(Beginning of AVAILABLE DATA)
use core::{fmt, str};

use crate::{layout, text, Error};
use fstr::FStr;

/// Represents a Universally Unique IDentifier.
///
/// The value is a plain 16-byte big-endian array. Equality, ordering, and hashing are those of the
/// byte array, so version 7 UUIDs sort by their embedded timestamp first.
#[derive(Copy, Clone, Eq, PartialEq, Ord, PartialOrd, Hash, Debug, Default)]
pub struct Uuid([u8; 16]);

impl Uuid {
    /// Nil UUID (00000000-0000-0000-0000-000000000000)
    pub const NIL: Self = Self([0x00; 16]);

    /// Max UUID (ffffffff-ffff-ffff-ffff-ffffffffffff)
    pub const MAX: Self = Self([0xff; 16]);

    /// Returns a reference to the underlying byte array.
    pub const fn as_bytes(&self) -> &[u8; 16] {
        &self.0
    }

    /// Creates a UUID byte array from UUIDv7 field values.
    ///
    /// # Panics
    ///
    /// Panics if any argument is out of the range of the corresponding field.
    pub const fn from_fields_v7(unix_ts_ms: u64, rand_a: u16, rand_b: u64) -> Self {
        assert!(
            unix_ts_ms < 1 << 48 && rand_a < 1 << 12 && rand_b < 1 << 62,
            "invalid field value"
        );

        Self([
            (unix_ts_ms >> 40) as u8,
            (unix_ts_ms >> 32) as u8,
            (unix_ts_ms >> 24) as u8,
            (unix_ts_ms >> 16) as u8,
            (unix_ts_ms >> 8) as u8,
            unix_ts_ms as u8,
            0x70 | (rand_a >> 8) as u8,
            rand_a as u8,
            0x80 | (rand_b >> 56) as u8,
            (rand_b >> 48) as u8,
            (rand_b >> 40) as u8,
            (rand_b >> 32) as u8,
            (rand_b >> 24) as u8,
            (rand_b >> 16) as u8,
            (rand_b >> 8) as u8,
            rand_b as u8,
        ])
    }

    /// Parses any of the accepted textual forms and validates the version and variant bits.
    ///
    /// The form is detected by length:
    ///
    /// - 32 characters: hex digits only, e.g. `53bfe55041654f81a8e7c2609579ccc0`;
    /// - 36 characters: 8-4-4-4-12 hex groups, e.g. `53bfe550-4165-4f81-a8e7-c2609579ccc0`;
    /// - 45 characters: URN, e.g. `urn:uuid:53bfe550-4165-4f81-a8e7-c2609579ccc0`.
    ///
    /// Hex digits are case-insensitive. Only version 4 and 7 UUIDs of the `10` variant are
    /// accepted, so the Nil UUID written out in text is rejected too.
    ///
    /// # Examples
    ///
    /// ```rust
    /// use uuid47::{Error, Uuid};
    ///
    /// let x = Uuid::parse("urn:uuid:53bfe550-4165-4f81-a8e7-c2609579ccc0")?;
    /// assert_eq!(x, Uuid::parse("53BFE55041654F81A8E7C2609579CCC0")?);
    /// assert_eq!(x.version(), Some(4));
    ///
    /// assert_eq!(
    ///     Uuid::parse("53bfe550-4165-5f81-a8e7-c2609579ccc0"),
    ///     Err(Error::UnsupportedVersion(5))
    /// );
    /// # Ok::<(), uuid47::Error>(())
    /// ```
    pub fn parse(src: &str) -> Result<Self, Error> {
        let bytes = text::decode(src)?;
        layout::validate(&bytes)?;
        Ok(Self(bytes))
    }

    /// Returns the 8-4-4-4-12 hexadecimal string representation stored in a stack-allocated
    /// string type.
    ///
    /// This method is primarily for `no_std` environments where heap-allocated string types are
    /// not readily available. Use the [`fmt::Display`] trait usually to get the canonical
    /// representation.
    ///
    /// # Examples
    ///
    /// ```rust
    /// use uuid47::Uuid;
    ///
    /// let x = "01809424-3e59-7c05-9219-566f82fff672".parse::<Uuid>()?;
    /// let y = x.encode();
    /// assert_eq!(&y as &str, "01809424-3e59-7c05-9219-566f82fff672");
    /// assert_eq!(format!("{y}"), "01809424-3e59-7c05-9219-566f82fff672");
    /// # Ok::<(), uuid47::Error>(())
    /// ```
    pub fn encode(&self) -> FStr<36> {
        text::encode(&self.0)
    }

    /// Returns the `urn:uuid:` prefixed representation.
    ///
    /// # Examples
    ///
    /// ```rust
    /// use uuid47::Uuid;
    ///
    /// let x = "01809424-3e59-7c05-9219-566f82fff672".parse::<Uuid>()?;
    /// assert_eq!(
    ///     &x.encode_urn() as &str,
    ///     "urn:uuid:01809424-3e59-7c05-9219-566f82fff672"
    /// );
    /// # Ok::<(), uuid47::Error>(())
    /// ```
    pub fn encode_urn(&self) -> FStr<45> {
        text::encode_urn(&self.0)
    }

    /// Reports the variant field value of the UUID or, if appropriate, "NIL" or "MAX".
    pub fn variant(&self) -> Variant {
        match self.0[8] >> 4 {
            _ if self == &Self::NIL => Variant::Nil,
            _ if self == &Self::MAX => Variant::Max,
            0b0000..=0b0111 => Variant::Var0,
            0b1000..=0b1011 => Variant::Var10,
            0b1100..=0b1101 => Variant::Var110,
            _ => Variant::VarReserved,
        }
    }

    /// Returns the version field value of the UUID if the variant field value is `10`.
    pub fn version(&self) -> Option<u8> {
        match self.variant() {
            Variant::Var10 => Some(layout::version_nibble(&self.0)),
            _ => None,
        }
    }

    /// Returns the `unix_ts_ms` field value if the UUID is a version 7 UUID of the `10` variant.
    ///
    /// # Examples
    ///
    /// ```rust
    /// use uuid47::Uuid;
    ///
    /// let x = "017f22e2-79b0-7cc3-98c4-dc0c0c07398f".parse::<Uuid>()?;
    /// assert_eq!(x.unix_ts_ms(), Some(0x017f_22e2_79b0));
    /// # Ok::<(), uuid47::Error>(())
    /// ```
    pub fn unix_ts_ms(&self) -> Option<u64> {
        match self.version() {
            Some(7) => Some(layout::read_unix_ts_ms(&self.0)),
            _ => None,
        }
    }
}

/// UUID variants defined by RFC9562, plus the special Nil and Max UUIDs.
#[derive(Copy, Clone, Eq, PartialEq, Hash, Debug)]
pub enum Variant {
    /// Nil UUID.
    Nil,
    /// The variant field value is `0`.
    Var0,
    /// The variant field value is `10`.
    Var10,
    /// The variant field value is `110`.
    Var110,
    /// The variant field value is `111` (reserved for future definition).
    VarReserved,
    /// Max UUID.
    Max,
}

impl fmt::Display for Uuid {
    /// Returns the 8-4-4-4-12 canonical hexadecimal string representation.
    fn fmt(&self, f: &mut fmt::Formatter<'_>) -> fmt::Result {
        f.write_str(&self.encode())
    }
}

impl str::FromStr for Uuid {
    type Err = Error;

    /// Creates an object from any of the accepted textual forms. See [`Uuid::parse()`].
    fn from_str(src: &str) -> Result<Self, Self::Err> {
        Self::parse(src)
    }
}

impl TryFrom<&str> for Uuid {
    type Error = Error;

    fn try_from(src: &str) -> Result<Self, Self::Error> {
        Self::parse(src)
    }
}

impl From<Uuid> for [u8; 16] {
    fn from(src: Uuid) -> Self {
        src.0
    }
}

impl From<[u8; 16]> for Uuid {
    fn from(src: [u8; 16]) -> Self {
        Self(src)
    }
}

impl AsRef<[u8]> for Uuid {
    fn as_ref(&self) -> &[u8] {
        self.as_bytes()
    }
}

impl From<Uuid> for u128 {
    fn from(src: Uuid) -> Self {
        Self::from_be_bytes(src.0)
    }
}

impl From<u128> for Uuid {
    fn from(src: u128) -> Self {
        Self(src.to_be_bytes())
    }
}

#[cfg(feature = "std")]
#[cfg_attr(docsrs, doc(cfg(feature = "std")))]
mod std_ext {
    use super::{Error, Uuid};

    impl From<Uuid> for String {
        fn from(src: Uuid) -> Self {
            src.to_string()
        }
    }

    impl TryFrom<String> for Uuid {
        type Error = Error;

        fn try_from(src: String) -> Result<Self, Self::Error> {
            src.parse()
        }
    }
}

#[cfg(feature = "uuid")]
#[cfg_attr(docsrs, doc(cfg(feature = "uuid")))]
mod uuid_support {
    use super::Uuid;

    impl From<Uuid> for uuid::Uuid {
        fn from(src: Uuid) -> Self {
            uuid::Uuid::from_bytes(src.0)
        }
    }

    impl From<uuid::Uuid> for Uuid {
        fn from(src: uuid::Uuid) -> Self {
            Self(src.into_bytes())
        }
    }
}

#[cfg(feature = "serde")]
#[cfg_attr(docsrs, doc(cfg(feature = "serde")))]
mod serde_support {
    use super::{fmt, Uuid};
    use serde::{de, Deserializer, Serializer};

    impl serde::Serialize for Uuid {
        fn serialize<S: Serializer>(&self, serializer: S) -> Result<S::Ok, S::Error> {
            if serializer.is_human_readable() {
                serializer.serialize_str(&self.encode())
            } else {
                serializer.serialize_bytes(self.as_bytes())
            }
        }
    }

    /// Human-readable formats map an empty string and a null value to the Nil UUID; any other
    /// string goes through [`Uuid::parse()`].
    impl<'de> serde::Deserialize<'de> for Uuid {
        fn deserialize<D: Deserializer<'de>>(deserializer: D) -> Result<Self, D::Error> {
            if deserializer.is_human_readable() {
                deserializer.deserialize_option(VisitorImpl)
            } else {
                deserializer.deserialize_bytes(VisitorImpl)
            }
        }
    }

    struct VisitorImpl;

    impl<'de> de::Visitor<'de> for VisitorImpl {
        type Value = Uuid;

        fn expecting(&self, formatter: &mut fmt::Formatter<'_>) -> fmt::Result {
            write!(formatter, "a UUID representation")
        }

        fn visit_str<E: de::Error>(self, value: &str) -> Result<Self::Value, E> {
            if value.is_empty() {
                return Ok(Uuid::NIL);
            }
            Uuid::parse(value).map_err(de::Error::custom)
        }

        fn visit_bytes<E: de::Error>(self, value: &[u8]) -> Result<Self::Value, E> {
            <[u8; 16]>::try_from(value)
                .map(Self::Value::from)
                .map_err(de::Error::custom)
        }

        fn visit_none<E: de::Error>(self) -> Result<Self::Value, E> {
            Ok(Uuid::NIL)
        }

        fn visit_unit<E: de::Error>(self) -> Result<Self::Value, E> {
            Ok(Uuid::NIL)
        }

        fn visit_some<D: Deserializer<'de>>(
            self,
            deserializer: D,
        ) -> Result<Self::Value, D::Error> {
            deserializer.deserialize_str(self)
        }
    }

}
(End of AVAILABLE DATA)
Starting at the line above that holds "layout::validate(&bytes)?;" and ending at the line that holds "string types are", transcribe each line exactly and include no other lines.

**SOLVED PROBLEM:**
        layout::validate(&bytes)?;
        Ok(Self(bytes))
    }

    /// Returns the 8-4-4-4-12 hexadecimal string representation stored in a stack-allocated
    /// string type.
    ///
    /// This method is primarily for `no_std` environments where heap-allocated string types are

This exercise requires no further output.